Note: this post is from 2013. I think I write better blog posts now :-) But I'm thinking of writing a book with a similar title.
I just watched Daniel Dewey's TEDx Vienna talk, The Long-Term Future of AI, and it drove me crazy. On the one hand I agree with him about the description of the phenomenon that he and others call The Intelligence Explosion. But on the other, it was constantly grating to hear him describe it as something coming in the future. This is a perfect description of human cumulative culture, and how it differs from the many other species' culture, and why it is dangerous. And there is no question that human culture is both wonderful and dangerous – we kill millions of people, extinguish other species and our own languages with our weapons, pollution and just sheer competence to expand winning strategies.
You could attribute this all to AI if you like. I've realised lately that the essential problem I have with arguing with people about AI ethics is that they confound intelligence with sentience. Of course this is a matter of semantics, but I much prefer to think of intelligence as any form of plastic, adaptive capacity to change behaviour in response to perceived changes in the environment. This means even plants are intelligent. AI already exists, even though it just plans, sorts, or searches without motivation other than that provided by its programmer. And if you are willing to accept that, then you might accept that the first AI, which triggered the Intelligence Explosion, was writing. Writing provided out-of-mind memory, allowing humans to safely become more innovative because their old ideas wouldn't be lost forever if their present ideas got corrupted.
Why do I want to adopt such a weird definition of intelligence? Partly to avoid redundancy – "sentience" means sentience, why should anything else? But more importantly, to communicate why AI isn't going to take over the world by itself. If anyone takes over the world with AI, it will be people. People are the only moral / responsible agents in our culture, they are the ones' whose behaviour we should be working to control. Waiting around to declare some machine sentient and then worry is a bad plan.
And partly to point out that the threats of AI are not in the future. They are in the present. The world has changed since we lost privacy by anonymity. We need privacy by legislation, or we will lose our democracy and our civil society. The instability of the financial system, our capacity to build nuclear weapons, these all come as part of our exploitation of computer-based intelligence.
But this is not to say we need to start panicking. Another thing Dewey misses (and I do like him, Sorry Dan :-) is that there's been some very good work on how to handle errors in AI. Originally, in the 1950s, AI researchers thought that machines, being unemotional, could make perfect plans and do everything optimally so bugs could be banished. But by the 1980s we understood that some problems are just too hard to solve (we computer scientists call this "computationally intractable"), and there are good reasons that evolved, natural intelligence takes all the short cuts that it does, including emotions. One of the things the brain does is recognise and attend to errors after they are produced. Erann Gat (now Ron Garret) in his brilliant PhD dissertation showed how cognizant failures could be used in reactive (dynamic, new, cognitive, pick your adjective) AI for autonomous systems.

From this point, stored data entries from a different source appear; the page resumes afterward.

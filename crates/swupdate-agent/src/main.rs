// Copyright (c) 2025 SOLARE S.R.O.
//
// This file is part of swupdate-agent.
//
// Licensed under the Creative Commons Attribution-NonCommercial-NoDerivatives 4.0 International
// (CC BY-NC-ND 4.0). You may use and share this file for non-commercial purposes only and you may not
// create derivatives. See <https://creativecommons.org/licenses/by-nc-nd/4.0/>.
//
// This software is provided "AS IS", without warranty of any kind.
//
// For commercial licensing, please contact: info@solare.cz

//! swupdate-agent - entry point
//!
//! Resolves the outcome of the last update, then polls the update server and
//! reboots into new software when a deployment is handed to the bootloader.

use clap::Parser;
use std::path::PathBuf;
use swupdate_agent::config::DEFAULT_CONFIG_PATH;
use swupdate_agent::identity::DeviceIdentity;
use swupdate_agent::{
    AgentCommand, AgentEvent, AgentSettings, DeploymentPoller, DeviceConfig, HttpClient,
    Pkcs11Engine, ServerConfig, SystemRebooter, UpdateAgent, fail_startup,
};
use swupdate_bootenv::{BootEnvStore, FileBackend};
use tokio::signal::unix::{SignalKind, signal};
use tokio::sync::mpsc;
use tracing::{info, warn};

#[derive(Debug, Parser)]
#[command(version, about = "Bootloader-coordinated update agent")]
struct Args {
    /// Agent configuration file
    #[arg(short = 'f', long = "config", default_value = DEFAULT_CONFIG_PATH)]
    config: PathBuf,
}

fn build_poller(
    config: &DeviceConfig,
    settings: &AgentSettings,
) -> swupdate_agent::Result<DeploymentPoller> {
    let server = ServerConfig::from_lookup(config)?;
    let engine = Pkcs11Engine::new(settings.pkcs11_module.clone());
    let client = HttpClient::for_server(&server, &engine, settings.http_timeout())?;
    Ok(DeploymentPoller::new(client, &server))
}

#[tokio::main(flavor = "current_thread")]
async fn main() -> anyhow::Result<()> {
    tracing_subscriber::fmt()
        .with_env_filter(
            tracing_subscriber::EnvFilter::from_default_env()
                .add_directive("swupdate_agent=debug".parse()?)
                .add_directive("swupdate_bootenv=debug".parse()?),
        )
        .init();

    let args = Args::parse();
    info!("Starting swupdate-agent {}", env!("CARGO_PKG_VERSION"));

    let loaded = DeviceConfig::load_with_settings(&args.config);
    let settings = match loaded {
        Ok((_, ref settings)) => settings.clone(),
        Err(_) => AgentSettings::default(),
    };

    let store = BootEnvStore::new(FileBackend::new(
        settings.fw_env_config.clone(),
        settings.dt_namespace_path.clone(),
    ));

    let config = match loaded {
        Ok((config, _)) => config,
        Err(e) => {
            // The last boot still gets confirmed with the default environment
            let e = fail_startup(&store, e);
            return Err(anyhow::Error::new(e).context(format!(
                "cannot load {}",
                args.config.display()
            )));
        }
    };
    info!(
        "Loaded config: fw_env_config={}, reboot_countdown={}s",
        settings.fw_env_config.display(),
        settings.reboot_countdown_secs
    );

    let identity = DeviceIdentity::from_lookup(&config, settings.app_data_file.as_deref());
    info!("Device identity: {identity:?}");

    let poller = build_poller(&config, &settings).map_err(|e| fail_startup(&store, e))?;

    let (events_tx, mut events_rx) = mpsc::unbounded_channel::<AgentEvent>();
    let (commands_tx, commands_rx) = mpsc::unbounded_channel();

    tokio::spawn(async move {
        while let Some(event) = events_rx.recv().await {
            match event.to_json() {
                Ok(json) => info!("Agent event: {json}"),
                Err(e) => warn!("Cannot serialize agent event: {e}"),
            }
        }
    });
    let _ = events_tx.send(AgentEvent::Identity(identity));

    let mut sigusr1 = signal(SignalKind::user_defined1())?;
    tokio::spawn(async move {
        while sigusr1.recv().await.is_some() {
            info!("SIGUSR1 received");
            if commands_tx.send(AgentCommand::CancelReboot).is_err() {
                break;
            }
        }
    });

    let mut sigterm = signal(SignalKind::terminate())?;
    let shutdown = async move {
        tokio::select! {
            _ = sigterm.recv() => info!("SIGTERM received"),
            _ = tokio::signal::ctrl_c() => info!("SIGINT received"),
        }
    };

    let mut agent = UpdateAgent::new(
        store,
        poller,
        SystemRebooter,
        settings.reboot_countdown_secs,
        events_tx,
    );
    agent.run(commands_rx, shutdown).await?;

    Ok(())
}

I still think cognizant failure is a critical component of any truly autonomous system, whether it's a robot or our society. The question I'm personally most agitated over is why it so hard for society to become cognizant of its dangerous failures and to unify sufficient support behind correcting them. Like, for example, our current problem with privacy. But we have done a pretty good job in the past, for example in damping the threat of nuclear and chemical weapons, so hopefully we'll continue to get on top of this. But AI as some weird autonomous, sentient thing to worry about in our future isn't really, in my opinion, the most helpful set of concepts to promote.

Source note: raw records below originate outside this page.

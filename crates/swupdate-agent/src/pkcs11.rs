// Copyright (c) 2025 SOLARE S.R.O.
//
// This file is part of swupdate-agent.
//
// Licensed under the Creative Commons Attribution-NonCommercial-NoDerivatives 4.0 International
// (CC BY-NC-ND 4.0). You may use and share this file for non-commercial purposes only and you may not
// create derivatives. See <https://creativecommons.org/licenses/by-nc-nd/4.0/>.
//
// This software is provided "AS IS", without warranty of any kind.
//
// For commercial licensing, please contact: info@solare.cz

//! PKCS#11 security engine
//!
//! Keys and certificates are addressed with RFC 7512 URIs such as
//! `pkcs11:token=device;object=client?pin-source=/etc/token.pin`. The private
//! key stays on the token; the TLS handshake signature is computed there.

use crate::credentials::SecurityEngine;
use crate::error::{AgentError, Result};
use cryptoki::context::{CInitializeArgs, Pkcs11};
use cryptoki::mechanism::rsa::{PkcsMgfType, PkcsPssParams};
use cryptoki::mechanism::{Mechanism, MechanismType};
use cryptoki::object::{Attribute, AttributeType, KeyType, ObjectClass, ObjectHandle};
use cryptoki::session::{Session, UserType};
use cryptoki::slot::Slot;
use cryptoki::types::AuthPin;
use parking_lot::Mutex;
use rustls::pki_types::CertificateDer;
use rustls::sign::{Signer, SigningKey};
use rustls::{SignatureAlgorithm, SignatureScheme};
use sha2::{Digest, Sha256, Sha384};
use std::collections::HashMap;
use std::fmt;
use std::path::{Path, PathBuf};
use std::sync::Arc;
use tracing::{debug, info};

const URI_SCHEME: &str = "pkcs11:";

// DER encoded named curve OIDs as found in CKA_EC_PARAMS
const EC_PARAMS_P256: &[u8] = &[0x06, 0x08, 0x2a, 0x86, 0x48, 0xce, 0x3d, 0x03, 0x01, 0x07];
const EC_PARAMS_P384: &[u8] = &[0x06, 0x05, 0x2b, 0x81, 0x04, 0x00, 0x22];

/// The parts of a `pkcs11:` URI used to find an object
#[derive(Debug, Clone, Default, PartialEq, Eq)]
pub struct Pkcs11Uri {
    pub token: Option<String>,
    pub serial: Option<String>,
    pub object: Option<String>,
    pub id: Option<Vec<u8>>,
    pub pin_value: Option<String>,
    pub pin_source: Option<PathBuf>,
    pub module_path: Option<PathBuf>,
}

fn invalid_uri(uri: &str, reason: &str) -> AgentError {
    AgentError::Credentials(format!("invalid PKCS#11 URI {uri}: {reason}"))
}

fn percent_decode(value: &str) -> Option<Vec<u8>> {
    let bytes = value.as_bytes();
    let mut out = Vec::with_capacity(bytes.len());
    let mut i = 0;
    while i < bytes.len() {
        if bytes[i] == b'%' {
            let hex = value.get(i + 1..i + 3)?;
            out.push(u8::from_str_radix(hex, 16).ok()?);
            i += 3;
        } else {
            out.push(bytes[i]);
            i += 1;
        }
    }
    Some(out)
}

impl Pkcs11Uri {
    pub fn parse(uri: &str) -> Result<Self> {
        let rest = uri
            .get(..URI_SCHEME.len())
            .filter(|scheme| scheme.eq_ignore_ascii_case(URI_SCHEME))
            .map(|_| &uri[URI_SCHEME.len()..])
            .ok_or_else(|| invalid_uri(uri, "not a pkcs11 URI"))?;
        let (path, query) = rest.split_once('?').unwrap_or((rest, ""));

        let mut parsed = Self::default();
        let attributes = path
            .split(';')
            .chain(query.split('&'))
            .filter(|attr| !attr.is_empty());

        for attr in attributes {
            let (name, raw) = attr
                .split_once('=')
                .ok_or_else(|| invalid_uri(uri, "attribute without value"))?;
            let value = percent_decode(raw).ok_or_else(|| invalid_uri(uri, "bad escape"))?;
            let text = || {
                String::from_utf8(value.clone()).map_err(|_| invalid_uri(uri, "not UTF-8"))
            };

            match name {
                "token" => parsed.token = Some(text()?),
                "serial" => parsed.serial = Some(text()?),
                "object" => parsed.object = Some(text()?),
                "id" => parsed.id = Some(value.clone()),
                "pin-value" => parsed.pin_value = Some(text()?),
                "pin-source" => {
                    let source = text()?;
                    let path = source.strip_prefix("file:").unwrap_or(&source);
                    parsed.pin_source = Some(PathBuf::from(path));
                }
                "module-path" => parsed.module_path = Some(PathBuf::from(text()?)),
                _ => debug!("Ignoring PKCS#11 URI attribute {name}"),
            }
        }

        if parsed.object.is_none() && parsed.id.is_none() {
            return Err(invalid_uri(uri, "needs object or id"));
        }
        Ok(parsed)
    }

    fn pin(&self) -> Result<Option<String>> {
        if let Some(ref pin) = self.pin_value {
            return Ok(Some(pin.clone()));
        }
        let Some(ref path) = self.pin_source else {
            return Ok(None);
        };
        let pin = std::fs::read_to_string(path).map_err(|e| {
            AgentError::Credentials(format!("cannot read PIN from {}: {e}", path.display()))
        })?;
        Ok(Some(pin.trim_end_matches(['\r', '\n']).to_string()))
    }

    fn template(&self, class: ObjectClass) -> Vec<Attribute> {
        let mut template = vec![Attribute::Class(class)];
        if let Some(ref label) = self.object {
            template.push(Attribute::Label(label.as_bytes().to_vec()));
        }
        if let Some(ref id) = self.id {
            template.push(Attribute::Id(id.clone()));
        }
        template
    }
}

#[derive(Debug, Clone, Copy, PartialEq, Eq)]
enum KeyKind {
    Rsa,
    EcP256,
    EcP384,
}

impl KeyKind {
    fn from_ec_params(params: &[u8]) -> Option<Self> {
        match params {
            EC_PARAMS_P256 => Some(Self::EcP256),
            EC_PARAMS_P384 => Some(Self::EcP384),
            _ => None,
        }
    }

    fn algorithm(self) -> SignatureAlgorithm {
        match self {
            Self::Rsa => SignatureAlgorithm::RSA,
            Self::EcP256 | Self::EcP384 => SignatureAlgorithm::ECDSA,
        }
    }

    /// Supported schemes, most preferred first. TLS 1.3 only accepts PSS
    /// for RSA keys.
    fn schemes(self) -> &'static [SignatureScheme] {
        match self {
            Self::Rsa => &[
                SignatureScheme::RSA_PSS_SHA256,
                SignatureScheme::RSA_PSS_SHA384,
                SignatureScheme::RSA_PKCS1_SHA256,
                SignatureScheme::RSA_PKCS1_SHA384,
            ],
            Self::EcP256 => &[SignatureScheme::ECDSA_NISTP256_SHA256],
            Self::EcP384 => &[SignatureScheme::ECDSA_NISTP384_SHA384],
        }
    }

    fn choose(self, offered: &[SignatureScheme]) -> Option<SignatureScheme> {
        self.schemes()
            .iter()
            .copied()
            .find(|scheme| offered.contains(scheme))
    }
}

fn der_length(out: &mut Vec<u8>, len: usize) {
    if len < 0x80 {
        out.push(len as u8);
    } else if len <= 0xff {
        out.extend_from_slice(&[0x81, len as u8]);
    } else {
        out.extend_from_slice(&[0x82, (len >> 8) as u8, len as u8]);
    }
}

fn der_integer(out: &mut Vec<u8>, bytes: &[u8]) {
    let start = bytes
        .iter()
        .position(|&b| b != 0)
        .unwrap_or(bytes.len().saturating_sub(1));
    let bytes = &bytes[start..];
    let pad = bytes.first().is_some_and(|&b| b & 0x80 != 0);

    out.push(0x02);
    der_length(out, bytes.len() + usize::from(pad));
    if pad {
        out.push(0);
    }
    out.extend_from_slice(bytes);
}

/// PKCS#11 returns ECDSA signatures as `r || s`; TLS wants a DER
/// `Ecdsa-Sig-Value`.
fn ecdsa_raw_to_der(raw: &[u8]) -> Option<Vec<u8>> {
    if raw.is_empty() || raw.len() % 2 != 0 {
        return None;
    }
    let (r, s) = raw.split_at(raw.len() / 2);
    let mut body = Vec::with_capacity(raw.len() + 8);
    der_integer(&mut body, r);
    der_integer(&mut body, s);

    let mut out = vec![0x30];
    der_length(&mut out, body.len());
    out.extend(body);
    Some(out)
}

fn token_error(action: &str, e: cryptoki::error::Error) -> AgentError {
    AgentError::Credentials(format!("PKCS#11 {action} failed: {e}"))
}

fn pss(hash_alg: MechanismType, mgf: PkcsMgfType, salt_len: u64) -> PkcsPssParams {
    PkcsPssParams {
        hash_alg,
        mgf,
        s_len: salt_len.into(),
    }
}

fn token_sign(
    session: &Session,
    key: ObjectHandle,
    scheme: SignatureScheme,
    message: &[u8],
) -> Result<Vec<u8>> {
    let sign = |mechanism: &Mechanism<'_>, data: &[u8]| {
        session
            .sign(mechanism, key, data)
            .map_err(|e| token_error("sign", e))
    };
    let ecdsa = |raw: Vec<u8>| {
        ecdsa_raw_to_der(&raw)
            .ok_or_else(|| AgentError::Credentials("malformed ECDSA signature".to_string()))
    };

    match scheme {
        SignatureScheme::RSA_PKCS1_SHA256 => sign(&Mechanism::Sha256RsaPkcs, message),
        SignatureScheme::RSA_PKCS1_SHA384 => sign(&Mechanism::Sha384RsaPkcs, message),
        SignatureScheme::RSA_PSS_SHA256 => sign(
            &Mechanism::Sha256RsaPkcsPss(pss(MechanismType::SHA256, PkcsMgfType::MGF1_SHA256, 32)),
            message,
        ),
        SignatureScheme::RSA_PSS_SHA384 => sign(
            &Mechanism::Sha384RsaPkcsPss(pss(MechanismType::SHA384, PkcsMgfType::MGF1_SHA384, 48)),
            message,
        ),
        SignatureScheme::ECDSA_NISTP256_SHA256 => {
            ecdsa(sign(&Mechanism::Ecdsa, Sha256::digest(message).as_slice())?)
        }
        SignatureScheme::ECDSA_NISTP384_SHA384 => {
            ecdsa(sign(&Mechanism::Ecdsa, Sha384::digest(message).as_slice())?)
        }
        other => Err(AgentError::Credentials(format!(
            "unsupported signature scheme {other:?}"
        ))),
    }
}

type SharedSession = Arc<Mutex<Session>>;

/// Private key object on a token
pub struct Pkcs11SigningKey {
    session: SharedSession,
    key: ObjectHandle,
    kind: KeyKind,
}

impl fmt::Debug for Pkcs11SigningKey {
    fn fmt(&self, f: &mut fmt::Formatter<'_>) -> fmt::Result {
        f.debug_struct("Pkcs11SigningKey")
            .field("key", &self.key)
            .field("kind", &self.kind)
            .finish_non_exhaustive()
    }
}

impl SigningKey for Pkcs11SigningKey {
    fn choose_scheme(&self, offered: &[SignatureScheme]) -> Option<Box<dyn Signer>> {
        let scheme = self.kind.choose(offered)?;
        Some(Box::new(Pkcs11Signer {
            session: Arc::clone(&self.session),
            key: self.key,
            scheme,
        }))
    }

    fn algorithm(&self) -> SignatureAlgorithm {
        self.kind.algorithm()
    }
}

struct Pkcs11Signer {
    session: SharedSession,
    key: ObjectHandle,
    scheme: SignatureScheme,
}

impl fmt::Debug for Pkcs11Signer {
    fn fmt(&self, f: &mut fmt::Formatter<'_>) -> fmt::Result {
        f.debug_struct("Pkcs11Signer")
            .field("scheme", &self.scheme)
            .finish_non_exhaustive()
    }
}

impl Signer for Pkcs11Signer {
    fn sign(&self, message: &[u8]) -> std::result::Result<Vec<u8>, rustls::Error> {
        let session = self.session.lock();
        token_sign(&session, self.key, self.scheme, message)
            .map_err(|e| rustls::Error::General(e.to_string()))
    }

    fn scheme(&self) -> SignatureScheme {
        self.scheme
    }
}

/// Engine talking to a PKCS#11 module. Modules are loaded on first use and
/// one logged-in session is kept per token.
pub struct Pkcs11Engine {
    default_module: Option<PathBuf>,
    modules: Mutex<HashMap<PathBuf, Pkcs11>>,
    sessions: Mutex<HashMap<(PathBuf, u64), SharedSession>>,
}

impl fmt::Debug for Pkcs11Engine {
    fn fmt(&self, f: &mut fmt::Formatter<'_>) -> fmt::Result {
        f.debug_struct("Pkcs11Engine")
            .field("default_module", &self.default_module)
            .finish_non_exhaustive()
    }
}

This post got turned into a talk: Containing the intelligence explosion: the role of transparency. Slides & video are both available there.
Comments
The future is difficult to predict and becoming increasingly more so, as we approach "singularity" - i.e. a point of inflexion where AI growth becomes exponentially visible - most humans think linearly.
One consideration you need to address in the above arguments is: in what form will human / sentient being exist?
e.g. will humans evolved to have all android bodies (as I believe esp if we want to colonize space; will they exist in software with "robots" doing our work = exploring our environment / universe & providing us with energy (think matrix;
will we evolve into 2 species (think time machine with a twist) - organic but genetically enhanced vs synthetic (my preferred prediction at present)
what are the repercussions of 2 intelligent humanoid species with vastly different capabilities?